--- Source data Enclosed Below ---
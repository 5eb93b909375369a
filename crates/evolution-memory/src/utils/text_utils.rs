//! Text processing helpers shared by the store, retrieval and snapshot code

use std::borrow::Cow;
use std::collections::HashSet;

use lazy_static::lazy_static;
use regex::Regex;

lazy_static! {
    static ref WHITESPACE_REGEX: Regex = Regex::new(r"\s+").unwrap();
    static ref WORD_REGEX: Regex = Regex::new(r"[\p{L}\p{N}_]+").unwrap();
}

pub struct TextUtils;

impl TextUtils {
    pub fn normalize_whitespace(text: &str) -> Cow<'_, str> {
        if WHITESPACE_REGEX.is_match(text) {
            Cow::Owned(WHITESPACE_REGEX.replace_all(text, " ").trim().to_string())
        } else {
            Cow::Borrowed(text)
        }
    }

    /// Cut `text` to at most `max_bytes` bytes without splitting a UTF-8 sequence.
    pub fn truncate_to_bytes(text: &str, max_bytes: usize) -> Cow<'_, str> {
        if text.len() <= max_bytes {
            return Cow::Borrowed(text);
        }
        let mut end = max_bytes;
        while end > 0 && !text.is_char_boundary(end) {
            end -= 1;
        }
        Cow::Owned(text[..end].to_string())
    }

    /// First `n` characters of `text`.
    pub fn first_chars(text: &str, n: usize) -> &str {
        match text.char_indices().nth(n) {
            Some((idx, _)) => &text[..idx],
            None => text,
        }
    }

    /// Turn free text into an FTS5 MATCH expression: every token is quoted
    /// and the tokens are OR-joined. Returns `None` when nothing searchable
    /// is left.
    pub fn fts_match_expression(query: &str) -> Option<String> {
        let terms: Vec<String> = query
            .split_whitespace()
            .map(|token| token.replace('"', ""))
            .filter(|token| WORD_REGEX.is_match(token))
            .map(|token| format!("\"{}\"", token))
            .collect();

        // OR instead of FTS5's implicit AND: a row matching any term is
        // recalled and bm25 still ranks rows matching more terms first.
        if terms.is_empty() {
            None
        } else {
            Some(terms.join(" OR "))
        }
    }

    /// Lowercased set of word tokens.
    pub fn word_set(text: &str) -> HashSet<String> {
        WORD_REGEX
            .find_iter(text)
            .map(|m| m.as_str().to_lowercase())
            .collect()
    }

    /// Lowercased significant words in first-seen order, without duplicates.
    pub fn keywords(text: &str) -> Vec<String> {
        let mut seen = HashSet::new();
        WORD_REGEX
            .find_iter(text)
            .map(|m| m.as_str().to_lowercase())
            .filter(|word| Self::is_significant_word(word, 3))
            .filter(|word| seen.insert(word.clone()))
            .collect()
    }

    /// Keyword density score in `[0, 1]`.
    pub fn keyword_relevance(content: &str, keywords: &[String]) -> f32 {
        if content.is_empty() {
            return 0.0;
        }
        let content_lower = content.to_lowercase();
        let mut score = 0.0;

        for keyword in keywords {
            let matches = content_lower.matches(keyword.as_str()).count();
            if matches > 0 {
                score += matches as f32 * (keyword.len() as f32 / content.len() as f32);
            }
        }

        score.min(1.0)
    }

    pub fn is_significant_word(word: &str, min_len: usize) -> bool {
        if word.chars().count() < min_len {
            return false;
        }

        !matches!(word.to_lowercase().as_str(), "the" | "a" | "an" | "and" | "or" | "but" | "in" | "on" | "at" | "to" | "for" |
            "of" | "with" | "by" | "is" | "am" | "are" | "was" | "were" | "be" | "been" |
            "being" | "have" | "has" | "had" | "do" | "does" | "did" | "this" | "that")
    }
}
--- End of Enclosed Source data ---
* **Exercise aim**: Out of the listing above, reproduce exactly the lines from the one with "pub fn keyword_relevance(content: &str, keywords: &[String])" up to and including the one with "if matches >".

* **Reply**:
    pub fn keyword_relevance(content: &str, keywords: &[String]) -> f32 {
        if content.is_empty() {
            return 0.0;
        }
        let content_lower = content.to_lowercase();
        let mut score = 0.0;

        for keyword in keywords {
            let matches = content_lower.matches(keyword.as_str()).count();
            if matches > 0 {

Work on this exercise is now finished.